### [How to complete this task]
Among the entries that follow, find the lines holding "signalled" and say how many there are, with no other words.

### [Extracted entries]
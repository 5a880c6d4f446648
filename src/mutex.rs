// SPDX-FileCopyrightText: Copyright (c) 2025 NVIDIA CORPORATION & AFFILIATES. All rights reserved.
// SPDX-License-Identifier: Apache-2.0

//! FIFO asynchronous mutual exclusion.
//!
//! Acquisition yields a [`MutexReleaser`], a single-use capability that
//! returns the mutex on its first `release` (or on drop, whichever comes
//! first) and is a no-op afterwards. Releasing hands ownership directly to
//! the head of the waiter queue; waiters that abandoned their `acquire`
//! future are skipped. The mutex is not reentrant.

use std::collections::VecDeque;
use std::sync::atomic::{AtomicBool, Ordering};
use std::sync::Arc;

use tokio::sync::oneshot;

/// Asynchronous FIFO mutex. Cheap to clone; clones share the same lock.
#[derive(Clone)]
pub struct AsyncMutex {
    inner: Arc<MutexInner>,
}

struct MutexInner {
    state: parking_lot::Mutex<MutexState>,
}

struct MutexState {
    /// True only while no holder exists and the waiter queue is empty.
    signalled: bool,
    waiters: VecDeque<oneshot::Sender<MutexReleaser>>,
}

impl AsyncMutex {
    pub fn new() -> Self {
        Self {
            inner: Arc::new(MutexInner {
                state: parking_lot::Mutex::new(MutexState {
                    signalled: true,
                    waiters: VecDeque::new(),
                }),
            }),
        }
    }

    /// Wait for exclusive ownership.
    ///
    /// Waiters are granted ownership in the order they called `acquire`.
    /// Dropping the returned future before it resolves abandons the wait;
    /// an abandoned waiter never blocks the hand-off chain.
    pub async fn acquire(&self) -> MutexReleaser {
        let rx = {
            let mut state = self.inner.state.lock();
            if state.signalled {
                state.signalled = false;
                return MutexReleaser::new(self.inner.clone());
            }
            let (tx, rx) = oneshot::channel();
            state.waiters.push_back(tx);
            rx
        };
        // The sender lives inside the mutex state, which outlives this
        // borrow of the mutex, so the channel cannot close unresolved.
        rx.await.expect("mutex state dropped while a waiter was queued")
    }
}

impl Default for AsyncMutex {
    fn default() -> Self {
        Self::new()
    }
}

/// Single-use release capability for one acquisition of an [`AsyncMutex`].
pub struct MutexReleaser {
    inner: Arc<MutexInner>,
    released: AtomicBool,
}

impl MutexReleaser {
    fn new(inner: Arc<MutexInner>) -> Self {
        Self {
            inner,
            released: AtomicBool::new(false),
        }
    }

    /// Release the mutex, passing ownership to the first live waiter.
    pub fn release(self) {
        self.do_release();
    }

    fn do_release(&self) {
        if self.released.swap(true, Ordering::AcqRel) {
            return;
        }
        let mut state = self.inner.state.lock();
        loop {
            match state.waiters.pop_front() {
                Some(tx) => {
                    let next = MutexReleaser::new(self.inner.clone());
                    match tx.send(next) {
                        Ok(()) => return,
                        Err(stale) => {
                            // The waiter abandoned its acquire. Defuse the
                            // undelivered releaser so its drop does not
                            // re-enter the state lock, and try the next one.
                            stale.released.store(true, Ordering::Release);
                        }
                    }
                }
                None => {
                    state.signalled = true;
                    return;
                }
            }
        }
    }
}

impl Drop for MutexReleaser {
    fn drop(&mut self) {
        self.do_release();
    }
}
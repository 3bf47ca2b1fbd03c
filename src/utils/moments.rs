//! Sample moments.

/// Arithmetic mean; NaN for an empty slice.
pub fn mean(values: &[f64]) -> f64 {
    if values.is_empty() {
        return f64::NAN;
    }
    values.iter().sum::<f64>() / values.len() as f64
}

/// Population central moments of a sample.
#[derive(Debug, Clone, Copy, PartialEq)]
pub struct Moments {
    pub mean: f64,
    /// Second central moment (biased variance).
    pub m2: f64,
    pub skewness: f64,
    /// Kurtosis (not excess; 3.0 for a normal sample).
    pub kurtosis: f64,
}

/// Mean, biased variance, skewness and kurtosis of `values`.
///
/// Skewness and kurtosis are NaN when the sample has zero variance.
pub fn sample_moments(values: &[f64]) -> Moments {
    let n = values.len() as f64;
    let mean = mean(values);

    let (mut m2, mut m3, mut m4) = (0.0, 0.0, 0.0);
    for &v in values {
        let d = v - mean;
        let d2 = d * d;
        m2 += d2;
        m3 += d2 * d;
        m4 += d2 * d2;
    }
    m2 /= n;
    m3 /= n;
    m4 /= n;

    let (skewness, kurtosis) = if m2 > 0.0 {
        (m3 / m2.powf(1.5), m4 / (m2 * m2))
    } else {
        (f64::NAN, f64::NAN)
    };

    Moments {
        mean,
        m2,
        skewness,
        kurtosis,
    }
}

### [Answer to this exercise]
5